■ **EXERCISE DIRECTIONS**: Output the complete listing. Match it exactly.

++++ EXERCISE DATA ++++

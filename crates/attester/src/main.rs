//! Attestry attester service.
//!
//! This binary provides:
//! - The background expiry loop (scan, revoke after one year, remove after
//!   two)
//! - The transaction batcher behind `request_attestation`
//! - A dry-run inventory report
//!
//! Transaction signing lives in the ledger gateway; this process never sees
//! key material.

use std::sync::Arc;

use anyhow::{Context, Result};
use clap::{Parser, Subcommand};
use tracing::{info, warn};

use attestry_attester::batcher::TransactionBatcher;
use attestry_attester::config::Config;
use attestry_attester::indexer::{EventSource, IndexerClient};
use attestry_attester::inventory::{ExpiryInventory, ExpiryService};
use attestry_attester::ledger::{HttpLedgerClient, LedgerClient};
use attestry_attester::oracle::RevocationOracle;
use attestry_attester::scanner::AttestationScanner;
use attestry_core::DidIdentifier;

#[derive(Parser)]
#[command(name = "attestry-attester")]
#[command(version, about = "Attestation lifecycle service", long_about = None)]
struct Cli {
    /// Path to configuration file
    #[arg(short, long, default_value = "attester.toml")]
    config: String,

    /// Enable debug logging
    #[arg(short, long)]
    debug: bool,

    #[command(subcommand)]
    command: Option<Commands>,
}

#[derive(Subcommand)]
enum Commands {
    /// Start the attester service (expiry loop + batcher)
    Run,

    /// Report what is due for revocation or removal, without submitting
    Scan,
}

#[tokio::main]
async fn main() -> Result<()> {
    let cli = Cli::parse();

    init_logging(cli.debug)?;

    info!("Attestry attester starting...");
    info!("Version: {}", env!("CARGO_PKG_VERSION"));

    match cli.command.unwrap_or(Commands::Run) {
        Commands::Run => run_service(&cli.config).await?,
        Commands::Scan => scan_once(&cli.config).await?,
    }

    Ok(())
}

/// Initialize tracing subscriber for logging
fn init_logging(debug: bool) -> Result<()> {
    use tracing_subscriber::{fmt, prelude::*, EnvFilter};

    let env_filter = if debug {
        EnvFilter::new("attestry_attester=debug,attestry_core=debug")
    } else {
        EnvFilter::try_from_default_env()
            .unwrap_or_else(|_| EnvFilter::new("attestry_attester=info"))
    };

    tracing_subscriber::registry()
        .with(env_filter)
        .with(fmt::layer().with_target(true).with_line_number(true))
        .init();

    Ok(())
}

struct Parts {
    ledger: Arc<dyn LedgerClient>,
    scanner: AttestationScanner,
}

fn build_parts(config: &Config) -> Result<Parts> {
    let ledger: Arc<dyn LedgerClient> = Arc::new(
        HttpLedgerClient::new(
            &config.ledger.gateway_url,
            config.ledger.request_timeout(),
            config.ledger.auth_token.clone(),
            config.ledger.retry_attempts,
            config.ledger.retry_delay(),
        )
        .context("Failed to build ledger gateway client")?,
    );

    let indexer = Arc::new(
        IndexerClient::new(
            &config.indexer.base_url,
            config.indexer.request_timeout(),
            config.indexer.retry_attempts,
            config.indexer.retry_delay(),
        )
        .context("Failed to build indexer client")?,
    );

    let source = EventSource::new(
        indexer,
        config.indexer.page_size,
        config.indexer.block_range,
        config.indexer.fetch_interval(),
    );

    let issuer: DidIdentifier = config
        .ledger
        .issuer_did
        .parse()
        .context("Invalid issuer DID")?;

    let scanner = AttestationScanner::new(source, ledger.clone(), issuer);

    Ok(Parts { ledger, scanner })
}

/// Main service - runs the expiry loop and the transaction batcher
async fn run_service(config_path: &str) -> Result<()> {
    info!("Starting attester service with config: {}", config_path);

    let config = Config::from_file(config_path).context("Failed to load configuration")?;

    info!("Configuration loaded successfully");
    info!("  Ledger gateway: {}", config.ledger.gateway_url);
    info!("  Indexer: {}", config.indexer.base_url);
    info!("  Issuer: {}", config.ledger.issuer_did);
    info!("  Expiry cycle: {}s", config.expiry.cycle_interval_secs);

    let parts = build_parts(&config)?;
    let oracle = RevocationOracle::new(parts.ledger.clone());

    let (batcher, batcher_handle) = TransactionBatcher::spawn(
        parts.ledger.clone(),
        config.batcher.max_failures,
        config.batcher.submit_timeout(),
    );

    info!("Transaction batcher started");

    let service = ExpiryService::new(
        parts.scanner,
        oracle,
        batcher.clone(),
        config.expiry.cycle_interval(),
    );
    let mut expiry_handle = tokio::spawn(service.run());

    info!("Expiry service started");
    info!("Attester is running. Press Ctrl+C to stop.");

    tokio::select! {
        result = &mut expiry_handle => {
            match result {
                Ok(Ok(())) => {
                    warn!("Expiry service exited unexpectedly");
                    Ok(())
                }
                Ok(Err(e)) => {
                    Err(e).context("Expiry service failed")
                }
                Err(e) => {
                    Err(anyhow::anyhow!("Expiry task panicked: {}", e))
                }
            }
        }
        result = tokio::signal::ctrl_c() => {
            result.context("Failed to listen for Ctrl+C")?;
            info!("Received shutdown signal, gracefully shutting down...");
            expiry_handle.abort();
            drop(batcher);
            // The batcher worker finishes (or times out) any in-flight
            // transaction before exiting; abandoning it mid-air would risk a
            // double submission on restart.
            if batcher_handle.await.is_err() {
                warn!("Batcher worker did not shut down cleanly");
            }
            Ok(())
        }
    }
}

/// One-shot inventory dry run
async fn scan_once(config_path: &str) -> Result<()> {
    info!("Scanning attestation inventory");

    let config = Config::from_file(config_path).context("Failed to load configuration")?;
    let parts = build_parts(&config)?;

    let mut inventory = ExpiryInventory::new();
    inventory
        .refresh(&parts.scanner, chrono::Utc::now())
        .await
        .context("Inventory refresh failed")?;

    let summary = inventory.summary();

    println!("\n=== Attestation expiry inventory ===\n");
    println!("Due for revocation: {}", summary.to_revoke);
    for record in inventory.due_for_revocation() {
        println!(
            "  {} (block {}, created {})",
            record.claim_hash,
            record.block,
            record.created_at.to_rfc3339()
        );
    }

    println!("\nDue for removal: {}", summary.to_remove);
    for record in inventory.due_for_removal() {
        println!(
            "  {} (block {}, created {})",
            record.claim_hash,
            record.block,
            record.created_at.to_rfc3339()
        );
    }

    println!("\nWatched for later removal: {}", summary.to_remove_later);
    println!();

    Ok(())
}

++++

■ **RESPONSE BELOW**:
filename crates/attester/src/main.rs
//! Attestry attester service.
//!
//! This binary provides:
//! - The background expiry loop (scan, revoke after one year, remove after
//!   two)
//! - The transaction batcher behind `request_attestation`
//! - A dry-run inventory report
//!
//! Transaction signing lives in the ledger gateway; this process never sees
//! key material.

use std::sync::Arc;

use anyhow::{Context, Result};
use clap::{Parser, Subcommand};
use tracing::{info, warn};

use attestry_attester::batcher::TransactionBatcher;
use attestry_attester::config::Config;
use attestry_attester::indexer::{EventSource, IndexerClient};
use attestry_attester::inventory::{ExpiryInventory, ExpiryService};
use attestry_attester::ledger::{HttpLedgerClient, LedgerClient};
use attestry_attester::oracle::RevocationOracle;
use attestry_attester::scanner::AttestationScanner;
use attestry_core::DidIdentifier;

#[derive(Parser)]
#[command(name = "attestry-attester")]
#[command(version, about = "Attestation lifecycle service", long_about = None)]
struct Cli {
    /// Path to configuration file
    #[arg(short, long, default_value = "attester.toml")]
    config: String,

    /// Enable debug logging
    #[arg(short, long)]
    debug: bool,

    #[command(subcommand)]
    command: Option<Commands>,
}

#[derive(Subcommand)]
enum Commands {
    /// Start the attester service (expiry loop + batcher)
    Run,

    /// Report what is due for revocation or removal, without submitting
    Scan,
}

#[tokio::main]
async fn main() -> Result<()> {
    let cli = Cli::parse();

    init_logging(cli.debug)?;

    info!("Attestry attester starting...");
    info!("Version: {}", env!("CARGO_PKG_VERSION"));

    match cli.command.unwrap_or(Commands::Run) {
        Commands::Run => run_service(&cli.config).await?,
        Commands::Scan => scan_once(&cli.config).await?,
    }

    Ok(())
}

/// Initialize tracing subscriber for logging
fn init_logging(debug: bool) -> Result<()> {
    use tracing_subscriber::{fmt, prelude::*, EnvFilter};

    let env_filter = if debug {
        EnvFilter::new("attestry_attester=debug,attestry_core=debug")
    } else {
        EnvFilter::try_from_default_env()
            .unwrap_or_else(|_| EnvFilter::new("attestry_attester=info"))
    };

    tracing_subscriber::registry()
        .with(env_filter)
        .with(fmt::layer().with_target(true).with_line_number(true))
        .init();

    Ok(())
}

struct Parts {
    ledger: Arc<dyn LedgerClient>,
    scanner: AttestationScanner,
}

fn build_parts(config: &Config) -> Result<Parts> {
    let ledger: Arc<dyn LedgerClient> = Arc::new(
        HttpLedgerClient::new(
            &config.ledger.gateway_url,
            config.ledger.request_timeout(),
            config.ledger.auth_token.clone(),
            config.ledger.retry_attempts,
            config.ledger.retry_delay(),
        )
        .context("Failed to build ledger gateway client")?,
    );

    let indexer = Arc::new(
        IndexerClient::new(
            &config.indexer.base_url,
            config.indexer.request_timeout(),
            config.indexer.retry_attempts,
            config.indexer.retry_delay(),
        )
        .context("Failed to build indexer client")?,
    );

    let source = EventSource::new(
        indexer,
        config.indexer.page_size,
        config.indexer.block_range,
        config.indexer.fetch_interval(),
    );

    let issuer: DidIdentifier = config
        .ledger
        .issuer_did
        .parse()
        .context("Invalid issuer DID")?;

    let scanner = AttestationScanner::new(source, ledger.clone(), issuer);

    Ok(Parts { ledger, scanner })
}

/// Main service - runs the expiry loop and the transaction batcher
async fn run_service(config_path: &str) -> Result<()> {
    info!("Starting attester service with config: {}", config_path);

    let config = Config::from_file(config_path).context("Failed to load configuration")?;

    info!("Configuration loaded successfully");
    info!("  Ledger gateway: {}", config.ledger.gateway_url);
    info!("  Indexer: {}", config.indexer.base_url);
    info!("  Issuer: {}", config.ledger.issuer_did);
    info!("  Expiry cycle: {}s", config.expiry.cycle_interval_secs);

    let parts = build_parts(&config)?;
    let oracle = RevocationOracle::new(parts.ledger.clone());

    let (batcher, batcher_handle) = TransactionBatcher::spawn(
        parts.ledger.clone(),
        config.batcher.max_failures,
        config.batcher.submit_timeout(),
    );

    info!("Transaction batcher started");

    let service = ExpiryService::new(
        parts.scanner,
        oracle,
        batcher.clone(),
        config.expiry.cycle_interval(),
    );
    let mut expiry_handle = tokio::spawn(service.run());

    info!("Expiry service started");
    info!("Attester is running. Press Ctrl+C to stop.");

    tokio::select! {
        result = &mut expiry_handle => {
            match result {
                Ok(Ok(())) => {
                    warn!("Expiry service exited unexpectedly");
                    Ok(())
                }
                Ok(Err(e)) => {
                    Err(e).context("Expiry service failed")
                }
                Err(e) => {
                    Err(anyhow::anyhow!("Expiry task panicked: {}", e))
                }
            }
        }
        result = tokio::signal::ctrl_c() => {
            result.context("Failed to listen for Ctrl+C")?;
            info!("Received shutdown signal, gracefully shutting down...");
            expiry_handle.abort();
            drop(batcher);
            // The batcher worker finishes (or times out) any in-flight
            // transaction before exiting; abandoning it mid-air would risk a
            // double submission on restart.
            if batcher_handle.await.is_err() {
                warn!("Batcher worker did not shut down cleanly");
            }
            Ok(())
        }
    }
}

/// One-shot inventory dry run
async fn scan_once(config_path: &str) -> Result<()> {
    info!("Scanning attestation inventory");

    let config = Config::from_file(config_path).context("Failed to load configuration")?;
    let parts = build_parts(&config)?;

    let mut inventory = ExpiryInventory::new();
    inventory
        .refresh(&parts.scanner, chrono::Utc::now())
        .await
        .context("Inventory refresh failed")?;

    let summary = inventory.summary();

    println!("\n=== Attestation expiry inventory ===\n");
    println!("Due for revocation: {}", summary.to_revoke);
    for record in inventory.due_for_revocation() {
        println!(
            "  {} (block {}, created {})",
            record.claim_hash,
            record.block,
            record.created_at.to_rfc3339()
        );
    }

    println!("\nDue for removal: {}", summary.to_remove);
    for record in inventory.due_for_removal() {
        println!(
            "  {} (block {}, created {})",
            record.claim_hash,
            record.block,
            record.created_at.to_rfc3339()
        );
    }

    println!("\nWatched for later removal: {}", summary.to_remove_later);
    println!();

    Ok(())
}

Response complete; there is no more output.